DATA TO USE: Begin

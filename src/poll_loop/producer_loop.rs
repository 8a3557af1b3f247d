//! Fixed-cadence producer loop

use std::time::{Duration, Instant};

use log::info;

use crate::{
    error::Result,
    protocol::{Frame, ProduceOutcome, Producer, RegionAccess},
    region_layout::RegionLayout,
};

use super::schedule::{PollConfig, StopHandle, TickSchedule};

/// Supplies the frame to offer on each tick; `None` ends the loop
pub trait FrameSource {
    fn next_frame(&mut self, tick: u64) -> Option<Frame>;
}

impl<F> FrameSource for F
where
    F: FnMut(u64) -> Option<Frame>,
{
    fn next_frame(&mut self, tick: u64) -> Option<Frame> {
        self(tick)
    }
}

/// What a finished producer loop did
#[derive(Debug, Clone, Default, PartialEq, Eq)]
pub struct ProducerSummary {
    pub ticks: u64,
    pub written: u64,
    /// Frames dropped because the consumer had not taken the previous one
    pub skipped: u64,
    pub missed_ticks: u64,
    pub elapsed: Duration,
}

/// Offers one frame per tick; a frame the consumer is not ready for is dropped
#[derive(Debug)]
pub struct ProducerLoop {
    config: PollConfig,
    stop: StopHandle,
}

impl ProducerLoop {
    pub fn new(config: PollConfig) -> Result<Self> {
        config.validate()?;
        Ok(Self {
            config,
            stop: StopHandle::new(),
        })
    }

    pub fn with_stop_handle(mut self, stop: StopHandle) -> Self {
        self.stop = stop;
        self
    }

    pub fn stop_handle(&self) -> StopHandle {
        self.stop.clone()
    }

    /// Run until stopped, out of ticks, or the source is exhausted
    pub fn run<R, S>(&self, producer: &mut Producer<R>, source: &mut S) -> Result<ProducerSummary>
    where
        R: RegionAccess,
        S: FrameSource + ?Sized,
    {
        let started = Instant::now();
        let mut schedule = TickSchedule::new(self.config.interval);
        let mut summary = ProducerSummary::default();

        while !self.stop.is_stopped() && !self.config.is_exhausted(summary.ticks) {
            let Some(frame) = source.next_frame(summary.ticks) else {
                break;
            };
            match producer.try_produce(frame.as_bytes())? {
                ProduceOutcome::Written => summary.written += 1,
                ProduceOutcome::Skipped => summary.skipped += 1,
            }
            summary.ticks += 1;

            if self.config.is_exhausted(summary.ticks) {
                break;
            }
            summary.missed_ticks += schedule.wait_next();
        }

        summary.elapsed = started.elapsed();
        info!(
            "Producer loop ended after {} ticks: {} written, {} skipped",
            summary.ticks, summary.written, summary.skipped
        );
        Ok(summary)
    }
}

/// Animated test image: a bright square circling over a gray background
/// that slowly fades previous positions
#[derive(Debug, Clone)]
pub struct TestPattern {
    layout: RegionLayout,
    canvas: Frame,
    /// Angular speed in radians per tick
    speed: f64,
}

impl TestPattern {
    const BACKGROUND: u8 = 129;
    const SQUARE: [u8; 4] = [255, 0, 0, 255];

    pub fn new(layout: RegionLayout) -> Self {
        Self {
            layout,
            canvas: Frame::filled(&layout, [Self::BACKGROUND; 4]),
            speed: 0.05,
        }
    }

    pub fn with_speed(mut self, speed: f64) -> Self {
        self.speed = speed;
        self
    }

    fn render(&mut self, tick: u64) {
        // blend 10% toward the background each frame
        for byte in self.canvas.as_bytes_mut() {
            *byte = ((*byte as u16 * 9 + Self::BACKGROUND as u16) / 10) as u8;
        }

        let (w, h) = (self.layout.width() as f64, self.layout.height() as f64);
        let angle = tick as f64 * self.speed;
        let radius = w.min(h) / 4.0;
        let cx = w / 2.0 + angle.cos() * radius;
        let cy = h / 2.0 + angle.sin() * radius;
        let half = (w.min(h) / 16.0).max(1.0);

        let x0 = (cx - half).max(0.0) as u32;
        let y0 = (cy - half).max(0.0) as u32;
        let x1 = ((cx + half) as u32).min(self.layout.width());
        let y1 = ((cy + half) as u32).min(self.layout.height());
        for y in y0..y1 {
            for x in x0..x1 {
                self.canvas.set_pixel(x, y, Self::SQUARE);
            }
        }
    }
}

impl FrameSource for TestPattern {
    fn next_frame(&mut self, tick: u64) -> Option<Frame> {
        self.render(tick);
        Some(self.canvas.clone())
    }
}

DATA TO USE: End

- [WHAT IS REQUIRED]
Starting at the first line of the entries above, please extract each line up to and including the line with "let mut schedule", unchanged, and add nothing.

- [SOLUTION]
filename src/poll_loop/producer_loop.rs
repository 8a3557af1b3f247d
//! Fixed-cadence producer loop

use std::time::{Duration, Instant};

use log::info;

use crate::{
    error::Result,
    protocol::{Frame, ProduceOutcome, Producer, RegionAccess},
    region_layout::RegionLayout,
};

use super::schedule::{PollConfig, StopHandle, TickSchedule};

/// Supplies the frame to offer on each tick; `None` ends the loop
pub trait FrameSource {
    fn next_frame(&mut self, tick: u64) -> Option<Frame>;
}

impl<F> FrameSource for F
where
    F: FnMut(u64) -> Option<Frame>,
{
    fn next_frame(&mut self, tick: u64) -> Option<Frame> {
        self(tick)
    }
}

/// What a finished producer loop did
#[derive(Debug, Clone, Default, PartialEq, Eq)]
pub struct ProducerSummary {
    pub ticks: u64,
    pub written: u64,
    /// Frames dropped because the consumer had not taken the previous one
    pub skipped: u64,
    pub missed_ticks: u64,
    pub elapsed: Duration,
}

/// Offers one frame per tick; a frame the consumer is not ready for is dropped
#[derive(Debug)]
pub struct ProducerLoop {
    config: PollConfig,
    stop: StopHandle,
}

impl ProducerLoop {
    pub fn new(config: PollConfig) -> Result<Self> {
        config.validate()?;
        Ok(Self {
            config,
            stop: StopHandle::new(),
        })
    }

    pub fn with_stop_handle(mut self, stop: StopHandle) -> Self {
        self.stop = stop;
        self
    }

    pub fn stop_handle(&self) -> StopHandle {
        self.stop.clone()
    }

    /// Run until stopped, out of ticks, or the source is exhausted
    pub fn run<R, S>(&self, producer: &mut Producer<R>, source: &mut S) -> Result<ProducerSummary>
    where
        R: RegionAccess,
        S: FrameSource + ?Sized,
    {
        let started = Instant::now();
        let mut schedule = TickSchedule::new(self.config.interval);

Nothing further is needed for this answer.